As I write, I’m on my way back from a very long trip, on
which I kicked some very interesting rocks. The details are a story for
another day. What I want to tell you now is that I met a geologist who is the
guy in charge of winding down a major mining company’s exploration activities
in the region and selling off the assets.

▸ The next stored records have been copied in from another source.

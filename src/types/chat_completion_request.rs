use serde::{Deserialize, Serialize};

use crate::types::{Message, Model, Temperature};

/// Body of a `POST chat/completions` request.
#[derive(Debug, Clone, Serialize, Deserialize, PartialEq)]
pub struct ChatCompletionRequest {
    /// The model that generates the reply.
    pub model: Model,

    /// The ordered conversation, persona first.
    pub messages: Vec<Message>,

    /// Sampling temperature.
    pub temperature: Temperature,

    /// Upper bound on reply tokens; the server default applies when unset.
    #[serde(skip_serializing_if = "Option::is_none")]
    pub max_tokens: Option<u32>,

    /// Whether the reply is streamed as server-sent events.
    #[serde(default)]
    pub stream: bool,
}

impl ChatCompletionRequest {
    /// Create a new non-streaming request.
    pub fn new(model: Model, messages: Vec<Message>, temperature: Temperature) -> Self {
        Self {
            model,
            messages,
            temperature,
            max_tokens: None,
            stream: false,
        }
    }

    /// Set the maximum reply tokens.
    pub fn with_max_tokens(mut self, max_tokens: Option<u32>) -> Self {
        self.max_tokens = max_tokens;
        self
    }

    /// Request a streamed reply.
    pub fn streaming(mut self) -> Self {
        self.stream = true;
        self
    }
}

#[cfg(test)]
mod tests {
    use super::*;
    use serde_json::{json, to_value};

    #[test]
    fn request_serialization() {
        let request = ChatCompletionRequest::new(
            Model::Llama31Instant,
            vec![Message::system("Be brief."), Message::user("Hi")],
            Temperature::new(0.5),
        )
        .streaming();

        assert_eq!(
            to_value(&request).unwrap(),
            json!({
                "model": "llama-3.1-8b-instant",
                "messages": [
                    {"role": "system", "content": "Be brief."},
                    {"role": "user", "content": "Hi"}
                ],
                "temperature": 0.5,
                "stream": true
            })
        );
    }

    #[test]
    fn request_with_max_tokens() {
        let request = ChatCompletionRequest::new(
            Model::default(),
            vec![Message::user("Hi")],
            Temperature::default(),
        )
        .with_max_tokens(Some(256));
        let value = to_value(&request).unwrap();
        assert_eq!(value["max_tokens"], json!(256));
        assert_eq!(value["stream"], json!(false));
    }
}
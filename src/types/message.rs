use std::fmt;

use serde::{Deserialize, Serialize};

/// Role type for a message.
#[derive(Debug, Copy, Clone, PartialEq, Eq, Hash, Serialize, Deserialize)]
#[serde(rename_all = "lowercase")]
pub enum MessageRole {
    /// System (persona) role.
    System,

    /// User role.
    User,

    /// Assistant role.
    Assistant,
}

impl MessageRole {
    /// The wire name of this role.
    pub fn as_str(&self) -> &'static str {
        match self {
            MessageRole::System => "system",
            MessageRole::User => "user",
            MessageRole::Assistant => "assistant",
        }
    }
}

impl fmt::Display for MessageRole {
    fn fmt(&self, f: &mut fmt::Formatter<'_>) -> fmt::Result {
        f.write_str(self.as_str())
    }
}

/// A single role-tagged message of a conversation.
///
/// Serialized as `{"role": "...", "content": "..."}`, which is both the shape the
/// completion API expects and the shape of an exported transcript record.
#[derive(Debug, Clone, PartialEq, Eq, Serialize, Deserialize)]
#[serde(tag = "role", rename_all = "lowercase")]
pub enum Message {
    /// An instruction steering the assistant; never stored in history.
    System {
        /// The persona text.
        content: String,
    },

    /// A prompt submitted by the user.
    User {
        /// The prompt text.
        content: String,
    },

    /// A reply produced by the model.
    Assistant {
        /// The reply text.
        content: String,
    },
}

impl Message {
    /// Create a new system message.
    pub fn system(content: impl Into<String>) -> Self {
        Message::System {
            content: content.into(),
        }
    }

    /// Create a new user message.
    pub fn user(content: impl Into<String>) -> Self {
        Message::User {
            content: content.into(),
        }
    }

    /// Create a new assistant message.
    pub fn assistant(content: impl Into<String>) -> Self {
        Message::Assistant {
            content: content.into(),
        }
    }

    /// The role of this message.
    pub fn role(&self) -> MessageRole {
        match self {
            Message::System { .. } => MessageRole::System,
            Message::User { .. } => MessageRole::User,
            Message::Assistant { .. } => MessageRole::Assistant,
        }
    }

    /// The text of this message.
    pub fn content(&self) -> &str {
        match self {
            Message::System { content }
            | Message::User { content }
            | Message::Assistant { content } => content,
        }
    }
}

#[cfg(test)]
mod tests {
    use super::*;
    use serde_json::{json, to_value};

    #[test]
    fn message_wire_shape() {
        assert_eq!(
            to_value(Message::user("Hello")).unwrap(),
            json!({"role": "user", "content": "Hello"})
        );
        assert_eq!(
            to_value(Message::system("Be brief")).unwrap(),
            json!({"role": "system", "content": "Be brief"})
        );
    }

    #[test]
    fn message_deserialization() {
        let message: Message =
            serde_json::from_value(json!({"role": "assistant", "content": "Hi there"})).unwrap();
        assert_eq!(message, Message::assistant("Hi there"));
        assert_eq!(message.role(), MessageRole::Assistant);
        assert_eq!(message.content(), "Hi there");
    }

    #[test]
    fn unknown_role_rejected() {
        let result = serde_json::from_value::<Message>(json!({"role": "tool", "content": "x"}));
        assert!(result.is_err());
    }
}
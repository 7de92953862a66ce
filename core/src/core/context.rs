// stepwise/src/core/context.rs

//! Callable types bound to a context, and the lookup a context exposes so
//! steps (and cancel handlers) can be referenced by name.

use crate::core::cancellation::Cancellation;
use crate::core::context_data::ContextData;
use crate::core::flow::StepResult;
use std::sync::Arc;

/// A step body. The first argument is the context the step is bound to (its
/// receiver), the second the value threaded in from the previous step.
///
/// Step bodies lock the context as they need it and must release every guard
/// before returning or awaiting.
pub type StepFn<TData, V, Err> = Arc<dyn Fn(ContextData<TData>, V) -> StepResult<V, Err> + Send + Sync>;

/// A cancel handler. Receives the cancellation a run ended with and returns
/// the value `perform` delivers in its place.
pub type CancelFn<TData, V, Err> =
  Arc<dyn Fn(ContextData<TData>, Cancellation<V>) -> Result<V, Err> + Send + Sync>;

/// Boxes a closure or method path as a [`StepFn`].
pub fn step_fn<TData, V, Err>(
  f: impl Fn(ContextData<TData>, V) -> StepResult<V, Err> + Send + Sync + 'static,
) -> StepFn<TData, V, Err>
where
  TData: Send + Sync + 'static,
{
  Arc::new(f)
}

/// Boxes a closure or method path as a [`CancelFn`].
pub fn cancel_fn<TData, V, Err>(
  f: impl Fn(ContextData<TData>, Cancellation<V>) -> Result<V, Err> + Send + Sync + 'static,
) -> CancelFn<TData, V, Err>
where
  TData: Send + Sync + 'static,
{
  Arc::new(f)
}

/// Name-based lookup of the callables a context type offers.
///
/// Named steps resolve through `resolve_step` once, when the pipeline is
/// built. A context that is only used with direct steps can rely on the
/// defaults:
///
/// ```ignore
/// impl StepMethods<i64, MyError> for MyCtx {}
/// ```
pub trait StepMethods<V, Err>: Send + Sync + Sized + 'static {
  fn resolve_step(&self, _name: &str) -> Option<StepFn<Self, V, Err>> {
    None
  }

  fn resolve_cancel_handler(&self, _name: &str) -> Option<CancelFn<Self, V, Err>> {
    None
  }
}
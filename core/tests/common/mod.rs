// tests/common/mod.rs
#![allow(dead_code)] // Allow unused code in this common test module

use stepwise::{
  cancel, cancel_fn, cancel_with, step_fn, CancelFn, Cancellation, ContextData, Lifecycle, StepFlow, StepFn,
  StepMethods, StepResult, StepwiseError,
};
use std::sync::{
  atomic::{AtomicUsize, Ordering},
  Arc,
};
use std::time::Duration;
use tracing::Level;

// --- Common Error Type for Tests ---
#[derive(Debug, thiserror::Error, Clone, PartialEq, Eq)]
pub enum TestError {
  #[error("Stepwise framework error: {0}")]
  Stepwise(String), // Stored as String for Eq comparison

  #[error("Test step failed: {0}")]
  Step(String),
}

impl From<StepwiseError> for TestError {
  fn from(err: StepwiseError) -> Self {
    TestError::Stepwise(format!("{:?}", err))
  }
}

// --- Calculator: the three-step arithmetic pipeline ---
#[derive(Debug, Default)]
pub struct Calculator {
  pub result: Option<String>,
  pub calls: Vec<String>,
  pub destroyed: bool,
  pub destroying: bool,
}

impl Lifecycle for Calculator {
  fn is_destroyed(&self) -> bool {
    self.destroyed
  }

  fn is_destroying(&self) -> bool {
    self.destroying
  }

  fn describe(&self) -> String {
    "<calculator>".to_string()
  }
}

impl Calculator {
  pub fn step1(ctx: ContextData<Self>, v: i64) -> StepResult<i64, TestError> {
    ctx.write().calls.push("step1".to_string());
    Ok(StepFlow::value(v))
  }

  pub fn step2(ctx: ContextData<Self>, v: i64) -> StepResult<i64, TestError> {
    ctx.write().calls.push("step2".to_string());
    let value = v + v;
    if value > 10 {
      return Ok(cancel_with("Cannot be greater than 5"));
    }
    Ok(StepFlow::value(value))
  }

  pub fn step3(ctx: ContextData<Self>, v: i64) -> StepResult<i64, TestError> {
    let mut guard = ctx.write();
    guard.calls.push("step3".to_string());
    guard.result = Some((v * v).to_string());
    Ok(StepFlow::value(v * v))
  }

  pub fn explode(ctx: ContextData<Self>, _v: i64) -> StepResult<i64, TestError> {
    ctx.write().calls.push("explode".to_string());
    Err(TestError::Step("explode always fails".to_string()))
  }

  pub fn handle_cancel(ctx: ContextData<Self>, cancellation: Cancellation<i64>) -> Result<i64, TestError> {
    CANCEL_HANDLER_COUNTER.fetch_add(1, Ordering::SeqCst);
    let message = format!(
      "cancelled on {} - last value: {}. Reason: {}",
      cancellation.step_name(),
      cancellation.result(),
      cancellation.reason().unwrap_or_default()
    );
    ctx.write().result = Some(message);
    Ok(-1)
  }
}

impl StepMethods<i64, TestError> for Calculator {
  fn resolve_step(&self, name: &str) -> Option<StepFn<Self, i64, TestError>> {
    match name {
      "step1" => Some(step_fn(Self::step1)),
      "step2" => Some(step_fn(Self::step2)),
      "step3" => Some(step_fn(Self::step3)),
      "explode" => Some(step_fn(Self::explode)),
      _ => None,
    }
  }

  fn resolve_cancel_handler(&self, name: &str) -> Option<CancelFn<Self, i64, TestError>> {
    match name {
      "handleCancel" => Some(cancel_fn(Self::handle_cancel)),
      _ => None,
    }
  }
}

// --- Tracker: four steps, each cancelling on "its" input, step3 pending ---
#[derive(Debug, Default)]
pub struct Tracker;

impl Lifecycle for Tracker {}

impl Tracker {
  pub fn step1(_ctx: ContextData<Self>, v: i64) -> StepResult<i64, TestError> {
    Ok(if v == 1 { cancel() } else { StepFlow::value(v) })
  }

  pub fn step2(_ctx: ContextData<Self>, v: i64) -> StepResult<i64, TestError> {
    Ok(if v == 2 { cancel() } else { StepFlow::value(v) })
  }

  pub fn step3(_ctx: ContextData<Self>, v: i64) -> StepResult<i64, TestError> {
    if v == 3 {
      return Ok(cancel());
    }
    Ok(StepFlow::pending(async move {
      tokio::time::sleep(Duration::from_millis(1)).await;
      Ok(v)
    }))
  }

  pub fn step4(_ctx: ContextData<Self>, v: i64) -> StepResult<i64, TestError> {
    Ok(StepFlow::value(v))
  }
}

impl StepMethods<i64, TestError> for Tracker {
  fn resolve_step(&self, name: &str) -> Option<StepFn<Self, i64, TestError>> {
    match name {
      "step1" => Some(step_fn(Self::step1)),
      "step2" => Some(step_fn(Self::step2)),
      "step3" => Some(step_fn(Self::step3)),
      "step4" => Some(step_fn(Self::step4)),
      _ => None,
    }
  }
}

// --- Greeter: string steps, one of them pending ---
#[derive(Debug, Default)]
pub struct Greeter {
  pub seen: Vec<String>,
}

impl Lifecycle for Greeter {}

impl Greeter {
  pub fn foo(_ctx: ContextData<Self>, v: String) -> StepResult<String, TestError> {
    Ok(StepFlow::pending(async move {
      tokio::time::sleep(Duration::from_millis(1)).await;
      Ok(format!("Foo{v}"))
    }))
  }

  pub fn baz(ctx: ContextData<Self>, v: String) -> StepResult<String, TestError> {
    ctx.write().seen.push(v.clone());
    Ok(StepFlow::value(format!("{v}Baz")))
  }

  pub fn qux(ctx: ContextData<Self>, v: String) -> StepResult<String, TestError> {
    ctx.write().seen.push(v.clone());
    Ok(StepFlow::value(format!("{v}Qux")))
  }
}

impl StepMethods<String, TestError> for Greeter {
  fn resolve_step(&self, name: &str) -> Option<StepFn<Self, String, TestError>> {
    match name {
      "foo" => Some(step_fn(Self::foo)),
      "baz" => Some(step_fn(Self::baz)),
      "qux" => Some(step_fn(Self::qux)),
      _ => None,
    }
  }
}

// --- Helper for Tracing Setup (call once per test run if needed) ---
use once_cell::sync::Lazy;
static TRACING_INIT: Lazy<()> = Lazy::new(|| {
  tracing_subscriber::fmt()
    .with_max_level(Level::DEBUG)
    .with_test_writer() // Important for tests to capture output
    .try_init()
    .ok(); // Allow multiple initializations in tests (ok if fails)
});

pub fn setup_tracing() {
  Lazy::force(&TRACING_INIT);
}

// --- Atomic counters for checking execution counts ---
pub static CANCEL_HANDLER_COUNTER: Lazy<Arc<AtomicUsize>> = Lazy::new(|| Arc::new(AtomicUsize::new(0)));
pub static REASON_EVAL_COUNTER: Lazy<Arc<AtomicUsize>> = Lazy::new(|| Arc::new(AtomicUsize::new(0)));

pub fn reset_counters() {
  CANCEL_HANDLER_COUNTER.store(0, Ordering::SeqCst);
  REASON_EVAL_COUNTER.store(0, Ordering::SeqCst);
}
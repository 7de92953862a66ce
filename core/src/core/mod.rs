pub mod cancellation;
pub mod context;
pub mod context_data;
pub mod control;
pub mod flow;
pub mod lifecycle;
pub mod step;

// Re-export key types for easier access from other modules (and lib.rs)
pub use cancellation::{cancel, cancel_lazy, cancel_with, Cancel, Cancellation, Reason, StepLabel};
pub use context::{cancel_fn, step_fn, CancelFn, StepFn, StepMethods};
pub use context_data::ContextData;
pub use control::{Performance, PipelineOutcome};
pub use flow::{settle, BoxedFlow, Settled, StepFlow, StepResult};
pub use lifecycle::{AlwaysAlive, Lifecycle, LifecycleProbe, Liveness, LivenessProbe};
pub use step::{step, BoundStep, Step, StepKind};
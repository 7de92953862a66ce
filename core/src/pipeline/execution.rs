// stepwise/src/pipeline/execution.rs

//! Contains `Pipeline::perform()`, which runs the composed steps, records the
//! run and hands a cancelled run to the cancel handler.

use crate::compose::pipe::{Piped, Run};
use crate::compose::reduce::Folded;
use crate::compose::report::RunReport;
use crate::core::context::{CancelFn, StepMethods};
use crate::core::context_data::ContextData;
use crate::core::control::{Performance, PipelineOutcome};
use crate::pipeline::definition::{LastRun, Pipeline};
use parking_lot::Mutex;
use std::sync::Arc;
use tracing::{event, instrument, Instrument, Level, Span};

impl<TData, V, Err> Pipeline<TData, V, Err>
where
  TData: StepMethods<V, Err>,
  V: Clone + Send + 'static,
  Err: Send + 'static,
{
  /// Runs every step in order, starting from `input`.
  ///
  /// A run where every step answers synchronously completes before this
  /// returns (`Performance::Ready`). Once a step answers with a pending value
  /// the rest of the run is returned as `Performance::Pending`.
  ///
  /// A step error is returned as-is: synchronously here, or from the pending
  /// future. Such a run leaves the pipeline not performed.
  #[instrument(
    name = "Pipeline::perform",
    skip_all,
    fields(
      context_type = %std::any::type_name::<TData>(),
      num_steps = self.len(),
    )
  )]
  pub fn perform(&self, input: V) -> Result<Performance<V, Err>, Err> {
    event!(Level::DEBUG, "Pipeline run starting.");
    self.last_run.lock().begin();

    let piped = match self.pipe.run(input) {
      Ok(piped) => piped,
      Err(e) => {
        event!(Level::ERROR, "Step failed, run aborted.");
        return Err(e);
      }
    };

    match piped {
      Piped::Empty => {
        self.last_run.lock().finish(None, RunReport::new(0));
        event!(Level::DEBUG, "Pipeline has no steps.");
        Ok(Performance::Ready(PipelineOutcome::Empty))
      }
      Piped::Ready(run) => {
        let outcome = finish_run(&self.last_run, &self.context, self.cancel_handler.as_ref(), run)?;
        Ok(Performance::Ready(outcome))
      }
      Piped::Pending(fut) => {
        event!(Level::DEBUG, "Run continues after a pending step.");
        let last_run = Arc::clone(&self.last_run);
        let context = self.context.clone();
        let handler = self.cancel_handler.clone();
        let pending = async move {
          let run = match fut.await {
            Ok(run) => run,
            Err(e) => {
              event!(Level::ERROR, "Step failed after a pending step, run aborted.");
              return Err(e);
            }
          };
          finish_run(&last_run, &context, handler.as_ref(), run)
        };
        Ok(Performance::Pending(Box::pin(pending.instrument(Span::current()))))
      }
    }
  }
}

/// Stores the settled run and turns it into the caller-facing outcome.
fn finish_run<TData, V, Err>(
  last_run: &Mutex<LastRun<V>>,
  context: &ContextData<TData>,
  handler: Option<&CancelFn<TData, V, Err>>,
  run: Run<V>,
) -> Result<PipelineOutcome<V>, Err>
where
  TData: Send + Sync + 'static,
  V: Clone,
{
  let Run { outcome, report } = run;
  event!(
    Level::DEBUG,
    performed = report.performed_count(),
    skipped = report.skipped_count(),
    "Run settled."
  );
  last_run.lock().finish(Some(outcome.clone()), report);

  match outcome {
    Folded::Complete(value) => {
      event!(Level::DEBUG, "Pipeline run completed.");
      Ok(PipelineOutcome::Completed(value))
    }
    Folded::Cancelled(cancellation) => match handler {
      Some(handler) => {
        event!(Level::DEBUG, step = %cancellation.step(), "Dispatching cancellation to cancel handler.");
        handler(context.clone(), cancellation).map(PipelineOutcome::Recovered)
      }
      None => Ok(PipelineOutcome::Cancelled(cancellation)),
    },
  }
}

That’s important data. It fits a pattern we know well in
in the mining industry: metals prices retreat, and the majors slash their
exploration budgets, pulling the plug on all but the very highest-priority
programs, firing hundreds of experienced geologists and selling off non-core
assets.
A non-core asset for a major can include past-producing
assets with hundreds of millions of dollars of property, plant and equipment,
and advanced exploration properties with millions of ounces of gold already
drilled off. Incredible as it may seem, this divestiture can include
known, high-grade assets that are just not big enough to move the dial for a
major or don’t fit some new corporate profile or strategy. Commodities drop,
margins and dividends dwindle, shareholders crack the whip, and out the
window go plenty of geological babies with the budget bathwater.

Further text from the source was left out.